## ABOUT THIS EXERCISE
If a line of the data below holds the word "filename", list it.

━━ THE INPUT ━━

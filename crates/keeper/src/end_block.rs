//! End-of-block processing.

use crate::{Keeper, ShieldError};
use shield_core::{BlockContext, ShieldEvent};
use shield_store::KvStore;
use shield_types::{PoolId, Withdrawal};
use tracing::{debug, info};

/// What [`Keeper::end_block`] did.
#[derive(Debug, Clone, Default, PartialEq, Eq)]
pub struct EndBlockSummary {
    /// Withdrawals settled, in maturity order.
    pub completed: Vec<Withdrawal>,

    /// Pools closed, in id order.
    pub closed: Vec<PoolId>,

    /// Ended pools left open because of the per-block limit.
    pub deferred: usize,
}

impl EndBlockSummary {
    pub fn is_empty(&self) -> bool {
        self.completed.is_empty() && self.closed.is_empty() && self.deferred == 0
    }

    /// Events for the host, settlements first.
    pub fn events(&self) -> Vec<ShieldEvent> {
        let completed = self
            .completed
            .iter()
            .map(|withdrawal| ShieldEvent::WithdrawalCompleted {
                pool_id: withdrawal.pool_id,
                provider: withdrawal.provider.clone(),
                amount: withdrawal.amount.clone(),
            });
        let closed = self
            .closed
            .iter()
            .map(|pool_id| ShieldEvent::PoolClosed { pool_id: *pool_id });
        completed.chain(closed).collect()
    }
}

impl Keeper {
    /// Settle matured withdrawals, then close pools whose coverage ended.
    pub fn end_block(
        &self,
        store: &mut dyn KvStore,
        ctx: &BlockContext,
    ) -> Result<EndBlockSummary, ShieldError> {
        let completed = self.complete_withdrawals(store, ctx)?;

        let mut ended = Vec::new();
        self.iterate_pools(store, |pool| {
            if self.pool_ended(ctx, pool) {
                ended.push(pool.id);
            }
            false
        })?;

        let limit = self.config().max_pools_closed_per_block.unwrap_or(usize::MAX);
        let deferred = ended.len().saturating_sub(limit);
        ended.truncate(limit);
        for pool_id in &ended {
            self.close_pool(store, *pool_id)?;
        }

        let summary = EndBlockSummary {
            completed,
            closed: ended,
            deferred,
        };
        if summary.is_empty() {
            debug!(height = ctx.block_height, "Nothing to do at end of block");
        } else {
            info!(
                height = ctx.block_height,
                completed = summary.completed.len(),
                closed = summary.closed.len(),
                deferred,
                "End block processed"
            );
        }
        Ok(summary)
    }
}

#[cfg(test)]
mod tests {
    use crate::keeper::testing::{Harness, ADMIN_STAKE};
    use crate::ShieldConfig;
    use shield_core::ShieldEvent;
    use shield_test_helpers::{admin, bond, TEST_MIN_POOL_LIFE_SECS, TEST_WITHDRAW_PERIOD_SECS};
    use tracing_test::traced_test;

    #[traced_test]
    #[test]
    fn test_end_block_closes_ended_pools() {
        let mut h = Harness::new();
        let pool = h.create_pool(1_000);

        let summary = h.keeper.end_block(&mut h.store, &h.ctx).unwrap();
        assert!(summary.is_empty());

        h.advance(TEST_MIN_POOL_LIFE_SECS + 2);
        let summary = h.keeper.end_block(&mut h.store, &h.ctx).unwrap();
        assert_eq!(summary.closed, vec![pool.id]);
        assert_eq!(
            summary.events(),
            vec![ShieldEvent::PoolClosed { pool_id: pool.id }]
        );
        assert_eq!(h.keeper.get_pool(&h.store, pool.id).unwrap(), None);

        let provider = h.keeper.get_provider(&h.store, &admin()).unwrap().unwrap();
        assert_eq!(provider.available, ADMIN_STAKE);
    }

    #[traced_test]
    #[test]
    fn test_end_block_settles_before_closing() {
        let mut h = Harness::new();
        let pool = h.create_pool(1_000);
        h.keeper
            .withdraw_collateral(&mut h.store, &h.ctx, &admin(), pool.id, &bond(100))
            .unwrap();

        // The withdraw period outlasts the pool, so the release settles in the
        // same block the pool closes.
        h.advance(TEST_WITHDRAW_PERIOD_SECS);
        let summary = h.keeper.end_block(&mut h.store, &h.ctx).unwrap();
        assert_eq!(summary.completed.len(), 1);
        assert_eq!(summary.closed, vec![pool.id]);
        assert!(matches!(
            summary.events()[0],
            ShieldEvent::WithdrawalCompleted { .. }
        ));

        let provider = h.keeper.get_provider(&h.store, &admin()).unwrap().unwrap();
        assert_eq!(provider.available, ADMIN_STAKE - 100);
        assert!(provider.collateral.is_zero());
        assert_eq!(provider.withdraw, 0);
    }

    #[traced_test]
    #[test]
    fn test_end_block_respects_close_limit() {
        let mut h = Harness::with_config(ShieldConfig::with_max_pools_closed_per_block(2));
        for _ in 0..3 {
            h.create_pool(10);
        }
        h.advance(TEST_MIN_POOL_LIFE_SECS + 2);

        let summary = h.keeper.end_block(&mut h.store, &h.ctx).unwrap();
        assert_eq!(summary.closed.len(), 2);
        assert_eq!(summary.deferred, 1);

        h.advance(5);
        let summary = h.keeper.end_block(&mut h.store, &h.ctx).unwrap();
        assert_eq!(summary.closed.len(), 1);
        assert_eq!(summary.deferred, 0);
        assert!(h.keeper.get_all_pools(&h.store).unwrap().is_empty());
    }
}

━━━
━━ THE INPUT ━━

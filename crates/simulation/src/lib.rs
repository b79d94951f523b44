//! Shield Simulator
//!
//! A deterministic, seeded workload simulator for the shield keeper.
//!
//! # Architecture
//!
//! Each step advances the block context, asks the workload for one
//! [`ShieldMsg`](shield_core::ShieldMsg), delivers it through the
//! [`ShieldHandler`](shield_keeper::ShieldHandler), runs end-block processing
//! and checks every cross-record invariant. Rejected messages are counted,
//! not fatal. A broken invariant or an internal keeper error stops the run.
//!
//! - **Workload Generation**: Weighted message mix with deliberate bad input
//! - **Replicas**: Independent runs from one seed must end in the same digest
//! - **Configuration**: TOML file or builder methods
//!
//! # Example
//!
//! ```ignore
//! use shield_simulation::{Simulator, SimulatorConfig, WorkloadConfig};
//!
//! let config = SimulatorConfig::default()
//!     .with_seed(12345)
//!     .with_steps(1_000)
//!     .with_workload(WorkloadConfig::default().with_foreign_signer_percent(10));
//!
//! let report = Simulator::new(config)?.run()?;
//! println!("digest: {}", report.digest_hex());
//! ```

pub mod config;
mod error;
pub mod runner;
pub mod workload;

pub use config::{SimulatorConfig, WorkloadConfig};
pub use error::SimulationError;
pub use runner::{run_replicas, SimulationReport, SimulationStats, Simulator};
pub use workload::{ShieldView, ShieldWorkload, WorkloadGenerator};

━━━

## RESPONSE
filename crates/keeper/src/end_block.rs
filename crates/simulation/src/lib.rs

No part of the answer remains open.